I love my CSA. Some people might find it inconvenient to not be able to choose exactly what food they will have in the house from week to week, but I enjoy the challenge. We’re getting a dozen eggs a week right now, and that’s way more eggs than we can eat. This week I turned them all into pickled eggs, which keep for months. I’m learning about how to freeze eggs and will probably separate and freeze all of next week’s eggs. When the flood of eggs slows down - and it will - I should have plenty of eggs put aside for the future. I’ll also have learned about ways to keep eggs (anyone have any suggestions besides pickling or freezing?)
A CSA from a few years ago taught me to learn to like eggplant. I never used to like it at all. My CSA at the time started giving us a whole lot of eggplant, and I was left with no choice but to eat it, like it or not. So I experimented and read up on eggplant and came up with a few recipes that I liked. Now I occasionally get eggplant from the farmer’s market on purpose when it’s in season. I never would have bothered learning if I hadn’t been pushed into it. I know what to do with an inexpensive and easy to grow vegetable. It’s like having an expanding vocabulary.
Sharon of Casaubon’s Book has a post today about food that I found intriguing. She takes some “quick easy” recipes and actually makes them from scratch rather than with pre-made supermarket ingredients and finds, predictably, that these things are not actually quick and easy at all. Her point is that most of us don’t know how to prepare food; most “cooking” that we do actually involves combining one sort of prepared food with another. Aaron of Powering Down laments the same sort of thing - the idea that the way to feed people well is to give them more access to processed food that has been trucked in from elsewhere, rather than teaching them how to grow, cook and preserve for themselves.
There seems to be some kind of willful ignorance involved - saying “I’ve never eaten a turnip” or “I don’t know how to cook brown rice” with any kind of pride sounds the same to me as saying “I’ve never read a book.” It’s OK with me if you don’t really like turnips and will only eat them under duress, or if you had some bad experience with a turnip early in life and just can’t face them anymore. These things happen. It’s not OK if you refuse to even try eating the turnip because it didn’t come in a package or you are unfamiliar with the concept of produce. (The “you” here is in no way meant to implicate my readers in this kind of activity - it’s a completely hypothetical “you” constructed as a target aka a “straw man.” No need to leave defensive comments; I’m not actually talking about you. Unless you are “that guy.” Then I do mean you.)

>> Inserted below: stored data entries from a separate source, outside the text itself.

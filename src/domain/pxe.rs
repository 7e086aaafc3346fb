//! PXE-specific domain models.

use std::fmt;

use macaddr::MacAddr6;

use super::dhcp::format_hardware_addr;

/// CPU architecture reported to the boot policy.
#[derive(Debug, Clone, Copy, PartialEq, Eq, Hash)]
pub enum Architecture {
    /// 32-bit x86
    Ia32,
    /// 64-bit x86
    X64,
    /// 64-bit ARM
    Arm64,
}

impl Architecture {
    /// Numeric code used in the iPXE handoff URL.
    pub fn code(self) -> u8 {
        match self {
            Self::Ia32 => 0,
            Self::X64 => 1,
            Self::Arm64 => 2,
        }
    }
}

impl fmt::Display for Architecture {
    fn fmt(&self, f: &mut fmt::Formatter<'_>) -> fmt::Result {
        match self {
            Self::Ia32 => write!(f, "IA32"),
            Self::X64 => write!(f, "X64"),
            Self::Arm64 => write!(f, "ARM64"),
        }
    }
}

/// Client firmware flavour, which decides how the client is chainloaded.
///
/// The numeric code appears in boot filenames and TFTP paths. EFI variants
/// share their RFC 4578 architecture code.
#[derive(Debug, Clone, Copy, PartialEq, Eq, Hash)]
pub enum Firmware {
    /// Classic x86 BIOS with PXE/UNDI support
    X86Pc,
    /// x86 BIOS running iPXE as its ROM (no UNDI)
    X86Ipxe,
    /// Our own iPXE build, after one chainload round
    PixiecoreIpxe,
    Efi32,
    Efi64,
    EfiBc,
    EfiArm64,
}

impl Firmware {
    pub const ALL: [Firmware; 7] = [
        Self::X86Pc,
        Self::X86Ipxe,
        Self::PixiecoreIpxe,
        Self::Efi32,
        Self::Efi64,
        Self::EfiBc,
        Self::EfiArm64,
    ];

    pub fn code(self) -> u32 {
        match self {
            Self::X86Pc => 0,
            Self::X86Ipxe => 1,
            Self::PixiecoreIpxe => 2,
            Self::Efi32 => 6,
            Self::Efi64 => 7,
            Self::EfiBc => 9,
            Self::EfiArm64 => 11,
        }
    }

    pub fn from_code(code: u32) -> Option<Self> {
        Self::ALL.into_iter().find(|fw| fw.code() == code)
    }

    /// Short name used for image keys in configuration.
    pub fn config_key(self) -> &'static str {
        match self {
            Self::X86Pc => "bios",
            Self::X86Ipxe => "ipxe",
            Self::PixiecoreIpxe => "pixiecore",
            Self::Efi32 => "efi32",
            Self::Efi64 => "efi64",
            Self::EfiBc => "efibc",
            Self::EfiArm64 => "arm64",
        }
    }

    pub fn from_config_key(key: &str) -> Option<Self> {
        Self::ALL.into_iter().find(|fw| fw.config_key() == key)
    }
}

impl fmt::Display for Firmware {
    fn fmt(&self, f: &mut fmt::Formatter<'_>) -> fmt::Result {
        match self {
            Self::X86Pc => write!(f, "x86 BIOS PXE"),
            Self::X86Ipxe => write!(f, "x86 iPXE"),
            Self::PixiecoreIpxe => write!(f, "pixiecore iPXE"),
            Self::Efi32 => write!(f, "EFI32"),
            Self::Efi64 => write!(f, "EFI64"),
            Self::EfiBc => write!(f, "EFI BC"),
            Self::EfiArm64 => write!(f, "EFI ARM64"),
        }
    }
}

/// A client asking to be booted. Derived per request.
#[derive(Debug, Clone, Copy, PartialEq, Eq)]
pub struct Machine {
    pub mac: MacAddr6,
    pub arch: Architecture,
}

impl Machine {
    /// MAC address in colon-separated lowercase hex.
    pub fn mac_string(&self) -> String {
        format_hardware_addr(self.mac.as_bytes())
    }
}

It’s sad not just for the economic, environmental and nutritional costs as discussed by those other bloggers, but also for aesthetic and spiritual reasons. Cooking and eating should be an opportunity for intimate connection with the environment. If the Earth is divine, then food is direct link to the divine.We take other lives so that our lives can be nourished, and in our turn our own bodies will nourish others. We are part of the Earth and the Earth is part of us. When we are so far from our food supply that we can’t even say for sure what country our food was grown in (think to your last meal - do you know where all the ingredients came from? I don’t, and this is stuff I really try to do.) we are literally cut off from our most direct link to the Gods.
Since this is a post about food, here are a few recipes. I don’t really do “recipes” but what’s below describes how I cook. It was hard to write the chicken-soup recipe because I’m trying to write how to make chicken soup in a general sense, rather than describing a specific instance of soup making. It’s hard because I almost never make the same thing twice.
Curried Squash and Wild Rice Soup
One large butternut squash, peeled, seeded and cubed (roast the seeds with olive oil, sea salt, and sesame and munch while doing the rest of this. Yum. I love that winter squash comes with its own appetizer)
Two medium potatoes, cubed
Two small apples, peeled, cored and cubed
Lots of curry powder (I think I wound up using about a quarter of a cup, but I wasn’t measuring - I just kept adding until it tasted right) and a little bit of salt.
Enough water (covering everything enough that it can all move around while simmering, but not so much that it’s too watery). I would have used chicken stock but I’m currently out. Might be time to make more.
One can of coconut milk
About two cups of cooked wild rice.
Cook the wild rice separately. Bring the squash, potatoes and apples to a boil, then lower the heat and simmer. Add curry powder and salt. Simmer until everything is soft. Add the coconut milk. Use a hand blender and blend until smooth. Stir in the cooked wild rice. Eat.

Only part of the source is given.